══ SUPPLIED MATERIAL ══

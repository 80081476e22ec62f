#![deny(missing_docs)]

//! # Diff Command
//!
//! Shows what a merge would change in a struct without writing anything.

use crate::desired::DesiredArgs;
use crate::error::CliResult;
use gostruct_core::calculate_diff;
use std::fs;
use std::path::PathBuf;

/// Arguments for the diff command.
#[derive(clap::Args, Debug, Clone)]
pub struct DiffArgs {
    /// Go source file holding the struct.
    pub file: PathBuf,

    #[clap(flatten)]
    #[allow(missing_docs)]
    pub desired: DesiredArgs,
}

/// Executes the diff command.
pub fn execute(args: &DiffArgs) -> CliResult<()> {
    let lines = run(args)?;
    if lines.is_empty() {
        tracing::info!("No changes for struct '{}'", args.desired.struct_name);
    }
    for line in lines {
        println!("{}", line);
    }
    Ok(())
}

/// Computes one line per difference between the current and merged model.
pub fn run(args: &DiffArgs) -> CliResult<Vec<String>> {
    let source = fs::read_to_string(&args.file)?;
    let outcome = args.desired.merge(&source)?;

    Ok(calculate_diff(&outcome.current, &outcome.merged)
        .iter()
        .map(ToString::to_string)
        .collect())
}
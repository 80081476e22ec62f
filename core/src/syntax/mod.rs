#![deny(missing_docs)]

//! # Go Syntax
//!
//! Parses Go source with tree-sitter and lifts struct declarations into an
//! owned tree (`StructDecl` / `FieldNode` / `TypeExpr`) that can be inspected,
//! rebuilt and printed without holding on to the tree-sitter `Tree`.
//!
//! - **types**: Type expressions and their canonical rendering.
//! - **decl**: Struct field lists and their gofmt-style printing.

use crate::error::{AppError, AppResult};
use std::ops::Range;
use tree_sitter::{Node, Parser, Tree};

/// Struct field lists.
pub mod decl;

/// Type expressions.
pub mod types;

pub use decl::{FieldNode, StructDecl};
pub use types::{ChanDir, TypeExpr};

/// A parsed Go source file.
pub struct GoSource {
    text: String,
    tree: Tree,
}

/// A struct type declaration found in a source file.
#[derive(Debug, Clone, PartialEq, Eq)]
pub struct StructSite {
    /// The declared type name.
    pub name: String,
    /// The owned field list.
    pub decl: StructDecl,
    /// Byte range of the `struct { ... }` type expression.
    pub span: Range<usize>,
    /// Leading whitespace of the line the declaration starts on.
    pub indent: String,
}

impl GoSource {
    /// Parses Go source text.
    ///
    /// Syntax errors do not fail the parse; tree-sitter recovers and the
    /// well-formed declarations remain available.
    pub fn parse(text: impl Into<String>) -> AppResult<Self> {
        let text = text.into();
        let tree = new_parser()?
            .parse(&text, None)
            .ok_or_else(|| AppError::Parse("tree-sitter produced no syntax tree".into()))?;

        if tree.root_node().has_error() {
            tracing::warn!("Go source contains syntax errors; continuing with recovered tree");
        }

        Ok(Self { text, tree })
    }

    /// The source text this tree was parsed from.
    pub fn text(&self) -> &str {
        &self.text
    }

    /// Whether the parser had to recover from syntax errors.
    pub fn has_errors(&self) -> bool {
        self.tree.root_node().has_error()
    }

    /// Returns every struct type declaration, in source order.
    pub fn structs(&self) -> Vec<StructSite> {
        let mut specs = Vec::new();
        collect_type_specs(self.tree.root_node(), &mut specs);

        specs
            .into_iter()
            .filter_map(|spec| self.struct_site(spec))
            .collect()
    }

    /// Returns the names of every struct type declaration.
    pub fn struct_names(&self) -> Vec<String> {
        self.structs().into_iter().map(|site| site.name).collect()
    }

    /// Finds a struct type declaration by name.
    pub fn find_struct(&self, name: &str) -> AppResult<StructSite> {
        self.structs()
            .into_iter()
            .find(|site| site.name == name)
            .ok_or_else(|| AppError::StructNotFound(name.to_string()))
    }

    fn struct_site(&self, spec: Node<'_>) -> Option<StructSite> {
        let name = spec.child_by_field_name("name")?;
        let ty = spec.child_by_field_name("type")?;
        if ty.kind() != "struct_type" {
            return None;
        }

        Some(StructSite {
            name: node_text(name, &self.text).to_string(),
            decl: StructDecl::from_struct_type(ty, &self.text),
            span: ty.start_byte()..ty.end_byte(),
            indent: line_indent(&self.text, spec.start_byte()),
        })
    }
}

impl StructSite {
    /// Replaces this declaration's `struct { ... }` span in `source` with `decl`.
    ///
    /// `source` must be the text the site was found in.
    pub fn splice(&self, source: &str, decl: &StructDecl) -> String {
        let mut new_source = source.to_string();
        new_source.replace_range(self.span.clone(), &decl.render(&self.indent));
        new_source
    }
}

/// Creates a parser configured for Go.
pub(crate) fn new_parser() -> AppResult<Parser> {
    let mut parser = Parser::new();
    parser
        .set_language(tree_sitter_go::language())
        .map_err(|e| AppError::Parse(format!("Failed to load Go grammar: {:?}", e)))?;
    Ok(parser)
}

/// Source text covered by a node.
pub(crate) fn node_text<'s>(node: Node<'_>, src: &'s str) -> &'s str {
    src.get(node.start_byte()..node.end_byte()).unwrap_or_default()
}

/// Collapses every whitespace run to a single space.
pub(crate) fn collapse_ws(text: &str) -> String {
    text.split_whitespace().collect::<Vec<_>>().join(" ")
}

fn collect_type_specs<'t>(node: Node<'t>, out: &mut Vec<Node<'t>>) {
    if matches!(node.kind(), "type_spec" | "type_alias") {
        out.push(node);
    }
    let mut cursor = node.walk();
    for child in node.named_children(&mut cursor) {
        collect_type_specs(child, out);
    }
}

fn line_indent(text: &str, offset: usize) -> String {
    let before = text.get(..offset).unwrap_or_default();
    let line_start = before.rfind('\n').map_or(0, |pos| pos + 1);
    text.get(line_start..offset)
        .unwrap_or_default()
        .chars()
        .take_while(|c| *c == ' ' || *c == '\t')
        .collect()
}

═══

> PROBLEM
What is needed is a full, exact copy of the records.

> FINISHED EXERCISE
repository 80081476e22ec62f
#![deny(missing_docs)]

//! # Diff Command
//!
//! Shows what a merge would change in a struct without writing anything.

use crate::desired::DesiredArgs;
use crate::error::CliResult;
use gostruct_core::calculate_diff;
use std::fs;
use std::path::PathBuf;

/// Arguments for the diff command.
#[derive(clap::Args, Debug, Clone)]
pub struct DiffArgs {
    /// Go source file holding the struct.
    pub file: PathBuf,

    #[clap(flatten)]
    #[allow(missing_docs)]
    pub desired: DesiredArgs,
}

/// Executes the diff command.
pub fn execute(args: &DiffArgs) -> CliResult<()> {
    let lines = run(args)?;
    if lines.is_empty() {
        tracing::info!("No changes for struct '{}'", args.desired.struct_name);
    }
    for line in lines {
        println!("{}", line);
    }
    Ok(())
}

/// Computes one line per difference between the current and merged model.
pub fn run(args: &DiffArgs) -> CliResult<Vec<String>> {
    let source = fs::read_to_string(&args.file)?;
    let outcome = args.desired.merge(&source)?;

    Ok(calculate_diff(&outcome.current, &outcome.merged)
        .iter()
        .map(ToString::to_string)
        .collect())
}
repository 80081476e22ec62f
filename core/src/syntax/mod.rs
#![deny(missing_docs)]

//! # Go Syntax
//!
//! Parses Go source with tree-sitter and lifts struct declarations into an
//! owned tree (`StructDecl` / `FieldNode` / `TypeExpr`) that can be inspected,
//! rebuilt and printed without holding on to the tree-sitter `Tree`.
//!
//! - **types**: Type expressions and their canonical rendering.
//! - **decl**: Struct field lists and their gofmt-style printing.

use crate::error::{AppError, AppResult};
use std::ops::Range;
use tree_sitter::{Node, Parser, Tree};

/// Struct field lists.
pub mod decl;

/// Type expressions.
pub mod types;

pub use decl::{FieldNode, StructDecl};
pub use types::{ChanDir, TypeExpr};

/// A parsed Go source file.
pub struct GoSource {
    text: String,
    tree: Tree,
}

/// A struct type declaration found in a source file.
#[derive(Debug, Clone, PartialEq, Eq)]
pub struct StructSite {
    /// The declared type name.
    pub name: String,
    /// The owned field list.
    pub decl: StructDecl,
    /// Byte range of the `struct { ... }` type expression.
    pub span: Range<usize>,
    /// Leading whitespace of the line the declaration starts on.
    pub indent: String,
}

impl GoSource {
    /// Parses Go source text.
    ///
    /// Syntax errors do not fail the parse; tree-sitter recovers and the
    /// well-formed declarations remain available.
    pub fn parse(text: impl Into<String>) -> AppResult<Self> {
        let text = text.into();
        let tree = new_parser()?
            .parse(&text, None)
            .ok_or_else(|| AppError::Parse("tree-sitter produced no syntax tree".into()))?;

        if tree.root_node().has_error() {
            tracing::warn!("Go source contains syntax errors; continuing with recovered tree");
        }

        Ok(Self { text, tree })
    }

    /// The source text this tree was parsed from.
    pub fn text(&self) -> &str {
        &self.text
    }

    /// Whether the parser had to recover from syntax errors.
    pub fn has_errors(&self) -> bool {
        self.tree.root_node().has_error()
    }

    /// Returns every struct type declaration, in source order.
    pub fn structs(&self) -> Vec<StructSite> {
        let mut specs = Vec::new();
        collect_type_specs(self.tree.root_node(), &mut specs);

        specs
            .into_iter()
            .filter_map(|spec| self.struct_site(spec))
            .collect()
    }

    /// Returns the names of every struct type declaration.
    pub fn struct_names(&self) -> Vec<String> {
        self.structs().into_iter().map(|site| site.name).collect()
    }

    /// Finds a struct type declaration by name.
    pub fn find_struct(&self, name: &str) -> AppResult<StructSite> {
        self.structs()
            .into_iter()
            .find(|site| site.name == name)
            .ok_or_else(|| AppError::StructNotFound(name.to_string()))
    }

    fn struct_site(&self, spec: Node<'_>) -> Option<StructSite> {
        let name = spec.child_by_field_name("name")?;
        let ty = spec.child_by_field_name("type")?;
        if ty.kind() != "struct_type" {
            return None;
        }

        Some(StructSite {
            name: node_text(name, &self.text).to_string(),
            decl: StructDecl::from_struct_type(ty, &self.text),
            span: ty.start_byte()..ty.end_byte(),
            indent: line_indent(&self.text, spec.start_byte()),
        })
    }
}

impl StructSite {
    /// Replaces this declaration's `struct { ... }` span in `source` with `decl`.
    ///
    /// `source` must be the text the site was found in.
    pub fn splice(&self, source: &str, decl: &StructDecl) -> String {
        let mut new_source = source.to_string();
        new_source.replace_range(self.span.clone(), &decl.render(&self.indent));
        new_source
    }
}

/// Creates a parser configured for Go.
pub(crate) fn new_parser() -> AppResult<Parser> {
    let mut parser = Parser::new();
    parser
        .set_language(tree_sitter_go::language())
        .map_err(|e| AppError::Parse(format!("Failed to load Go grammar: {:?}", e)))?;
    Ok(parser)
}

/// Source text covered by a node.
pub(crate) fn node_text<'s>(node: Node<'_>, src: &'s str) -> &'s str {
    src.get(node.start_byte()..node.end_byte()).unwrap_or_default()
}

/// Collapses every whitespace run to a single space.
pub(crate) fn collapse_ws(text: &str) -> String {
    text.split_whitespace().collect::<Vec<_>>().join(" ")
}

fn collect_type_specs<'t>(node: Node<'t>, out: &mut Vec<Node<'t>>) {
    if matches!(node.kind(), "type_spec" | "type_alias") {
        out.push(node);
    }
    let mut cursor = node.walk();
    for child in node.named_children(&mut cursor) {
        collect_type_specs(child, out);
    }
}

fn line_indent(text: &str, offset: usize) -> String {
    let before = text.get(..offset).unwrap_or_default();
    let line_start = before.rfind('\n').map_or(0, |pos| pos + 1);
    text.get(line_start..offset)
        .unwrap_or_default()
        .chars()
        .take_while(|c| *c == ' ' || *c == '\t')
        .collect()
}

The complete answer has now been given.